You can read his letter to the Garrison Commander here.

*sigh*

It was a great idea that won’t be coming to fruition. I hope there’s a way it can be resurrected — either at an atheist conference or (even better) at another military base.

  • RPJ

    Avsoltuewlty, fight it.

    I’ll have a caveat here: I’m, not familiar with the muliuatry, in most instances I’m opposed to the military, and I mostly know about thsse issues from the blog posts here.

    But this is, from my view, a c ase of obvikous unequal resp[resntantion in a taxpayer-funded venture (milatry). Non-theists are entitoled to the same amount of supoort at theists. If the bottom line for theists hs already been set, then that is he benchmark for nontheists. If the nontheists don’t recive that, is MUST be fiought. It cannot be simply turned over and acceprted, or thios shit will be propagated.

    The other piost indicates that sdome people are planning oi filing lawsuit. Good on the,. I hope the ACLU comes in, too. If this is allowed to stand then it will set a very dangeriouys precendt on theiostsic preference in the miluary.

  • http://www.youtube.com/aajoeyjo Joe Zamecki

    Picket. Or would that be too aggressive? We wouldn’t want to hurt these Christians’ feelings, right?

    Or is the issue more important? I’d be there with a sign today, if I could. (ducks)

  • Aimster

    I’m saddened by this. As a military spouse, I see what goes on first-hand as far as the attempted Christianization of the military. In our weekly on-post “newspaper” (I have to use that term loosely…it’s hardly what I’d call journalism) there’s a regular column written by various chaplains on the base. And, reliably, each week the column is written from a blatantly Christian point of view, despite the fact that the Chaplain Corps is “supposed” to support and foster the beliefs of a diverse military…Jews, Muslims and Wiccans (among others) are supposed to be represented on post in terms of places to worship as well as the spiritual counseling that is provided by chaplains. Every function I go to…graduations, formal dinners, even the briefing meetings that come before and after deployments…all start with a chaplain giving an invocation that’s “supposed” to be non-denominational but always sounds suspiciously Christian.
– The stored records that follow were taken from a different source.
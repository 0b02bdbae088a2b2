//! Resident models.

use serde::{Deserialize, Serialize};

#[derive(Debug, Clone, Serialize, Deserialize, sqlx::FromRow)]
pub struct Resident {
    pub resident_id: String,
    pub first_name: String,
    pub middle_name: Option<String>,
    pub last_name: String,
    pub suffix: Option<String>,
    pub birthdate: Option<String>,
    pub gender: Option<String>,
    pub civil_status: Option<String>,
    pub contact_no: Option<String>,
    pub email: Option<String>,
    pub address: Option<String>,
    pub purok: Option<String>,
    pub occupation: Option<String>,
    pub monthly_income: Option<f64>,
    pub status: String,
    pub remarks: Option<String>,
    pub created_at: String,
}

impl Resident {
    pub fn display_name(&self) -> String {
        format!("{} {}", self.first_name, self.last_name)
    }
}

/// Fields accepted when creating or updating a resident
#[derive(Debug, Clone, Default, Deserialize)]
pub struct ResidentFields {
    pub first_name: String,
    #[serde(default)]
    pub middle_name: Option<String>,
    pub last_name: String,
    #[serde(default)]
    pub suffix: Option<String>,
    #[serde(default)]
    pub birthdate: Option<String>,
    #[serde(default)]
    pub gender: Option<String>,
    #[serde(default)]
    pub civil_status: Option<String>,
    #[serde(default)]
    pub contact_no: Option<String>,
    #[serde(default)]
    pub email: Option<String>,
    #[serde(default)]
    pub address: Option<String>,
    #[serde(default)]
    pub purok: Option<String>,
    #[serde(default)]
    pub occupation: Option<String>,
    #[serde(default)]
    pub monthly_income: Option<f64>,
    #[serde(default)]
    pub status: Option<String>,
    #[serde(default)]
    pub remarks: Option<String>,
}

/// Resident row with its active beneficiary categories, for the
/// classification overview
#[derive(Debug, Clone, Serialize, sqlx::FromRow)]
pub struct ResidentWithCategories {
    pub resident_id: String,
    pub first_name: String,
    pub middle_name: Option<String>,
    pub last_name: String,
    pub status: String,
    pub categories: Option<String>,
}
//! Resident-to-category beneficiary assignments.

use axum::{
    extract::{Path, State},
    Json,
};
use std::sync::Arc;

use crate::api::auth::{Identity, MessageResponse, Mutation};
use crate::api::authz;
use crate::api::error::ApiError;
use crate::db::{
    actions, tables, AssignmentRequest, BeneficiaryAssignment, BeneficiaryCategory, DbPool,
    Resident, ResidentWithCategories, Role,
};
use crate::AppState;

/// GET /api/beneficiaries
///
/// Residents with their active category names aggregated, for the
/// classification overview.
pub async fn list_classified(
    State(state): State<Arc<AppState>>,
    _identity: Identity,
) -> Result<Json<Vec<ResidentWithCategories>>, ApiError> {
    let rows = sqlx::query_as(
        r#"
        SELECT r.resident_id, r.first_name, r.middle_name, r.last_name, r.status,
               GROUP_CONCAT(c.category_name, ', ') AS categories
        FROM residents r
        LEFT JOIN resident_beneficiary rb
               ON rb.resident_id = r.resident_id AND rb.is_active = 1
        LEFT JOIN beneficiary_category c ON c.category_id = rb.category_id
        GROUP BY r.resident_id
        ORDER BY r.last_name, r.first_name
        "#,
    )
    .fetch_all(&state.db)
    .await?;
    Ok(Json(rows))
}

/// GET /api/residents/:id/categories
pub async fn list_for_resident(
    State(state): State<Arc<AppState>>,
    _identity: Identity,
    Path(resident_id): Path<String>,
) -> Result<Json<Vec<BeneficiaryCategory>>, ApiError> {
    let categories = sqlx::query_as(
        r#"
        SELECT c.* FROM beneficiary_category c
        JOIN resident_beneficiary rb ON rb.category_id = c.category_id
        WHERE rb.resident_id = ? AND rb.is_active = 1
        ORDER BY c.category_name
        "#,
    )
    .bind(&resident_id)
    .fetch_all(&state.db)
    .await?;
    Ok(Json(categories))
}

async fn names_for(
    db: &DbPool,
    resident_id: &str,
    category_id: &str,
) -> Result<(String, String), ApiError> {
    let resident: Resident = sqlx::query_as("SELECT * FROM residents WHERE resident_id = ?")
        .bind(resident_id)
        .fetch_optional(db)
        .await?
        .ok_or_else(|| ApiError::bad_request("Resident not found."))?;

    let category: BeneficiaryCategory =
        sqlx::query_as("SELECT * FROM beneficiary_category WHERE category_id = ?")
            .bind(category_id)
            .fetch_optional(db)
            .await?
            .ok_or_else(|| ApiError::bad_request("Category not found."))?;

    Ok((resident.display_name(), category.category_name))
}

/// POST /api/beneficiaries (Staff+)
pub async fn assign(
    State(state): State<Arc<AppState>>,
    mutation: Mutation,
    Json(request): Json<AssignmentRequest>,
) -> Result<Json<BeneficiaryAssignment>, ApiError> {
    authz::require_role(&mutation.identity, Role::Staff)?;

    let (resident_name, category_name) =
        names_for(&state.db, &request.resident_id, &request.category_id).await?;

    let existing: Option<(String,)> = sqlx::query_as(
        "SELECT assignment_id FROM resident_beneficiary WHERE resident_id = ? AND category_id = ?",
    )
    .bind(&request.resident_id)
    .bind(&request.category_id)
    .fetch_optional(&state.db)
    .await?;
    if existing.is_some() {
        return Err(ApiError::conflict(
            "Resident is already classified under this category.",
        ));
    }

    let assignment = BeneficiaryAssignment {
        assignment_id: uuid::Uuid::new_v4().to_string(),
        resident_id: request.resident_id.clone(),
        category_id: request.category_id.clone(),
        is_active: 1,
        date_classified: chrono::Utc::now().to_rfc3339(),
    };

    sqlx::query(
        r#"
        INSERT INTO resident_beneficiary (assignment_id, resident_id, category_id, is_active, date_classified)
        VALUES (?, ?, ?, 1, ?)
        "#,
    )
    .bind(&assignment.assignment_id)
    .bind(&assignment.resident_id)
    .bind(&assignment.category_id)
    .bind(&assignment.date_classified)
    .execute(&state.db)
    .await?;

    crate::api::audit::record(
        &state.db,
        &mutation.identity.user_id,
        &format!("Classified {} as {}", resident_name, category_name),
        actions::CREATE,
        Some(tables::RESIDENT_BENEFICIARY),
        Some(&assignment.assignment_id),
        mutation.ip.as_deref(),
    )
    .await;

    Ok(Json(assignment))
}

/// DELETE /api/beneficiaries/:id (Staff+)
pub async fn unassign(
    State(state): State<Arc<AppState>>,
    mutation: Mutation,
    Path(assignment_id): Path<String>,
) -> Result<Json<MessageResponse>, ApiError> {
    authz::require_role(&mutation.identity, Role::Staff)?;

    let assignment: BeneficiaryAssignment =
        sqlx::query_as("SELECT * FROM resident_beneficiary WHERE assignment_id = ?")
            .bind(&assignment_id)
            .fetch_optional(&state.db)
            .await?
            .ok_or_else(|| ApiError::not_found("Assignment not found."))?;

    let (resident_name, category_name) =
        names_for(&state.db, &assignment.resident_id, &assignment.category_id).await?;

    sqlx::query("DELETE FROM resident_beneficiary WHERE assignment_id = ?")
        .bind(&assignment_id)
        .execute(&state.db)
        .await?;

    crate::api::audit::record(
        &state.db,
        &mutation.identity.user_id,
        &format!("Removed {} classification from {}", category_name, resident_name),
        actions::DELETE,
        Some(tables::RESIDENT_BENEFICIARY),
        Some(&assignment_id),
        mutation.ip.as_deref(),
    )
    .await;

    Ok(Json(MessageResponse {
        message: "Classification removed successfully.".to_string(),
    }))
}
    Last week’s “Chaplain’s Corner” quoted some book by a Christian parenting “expert” and highlighted a list of several ways how NOT to “train up your child,” such as “Never take your child to church or give them any spiritual training.” Then there was some sarcastic comment about how you shouldn’t be surprised when your child comes home having adopted all sorts of boorish behavior and loose morals. It specifically sung the praises of raising children in a “good Christian household” and it was all I could do not to fire off a nasty letter to the entity that publishes the paper and scold them for such a blatant middle-finger to the Constitution.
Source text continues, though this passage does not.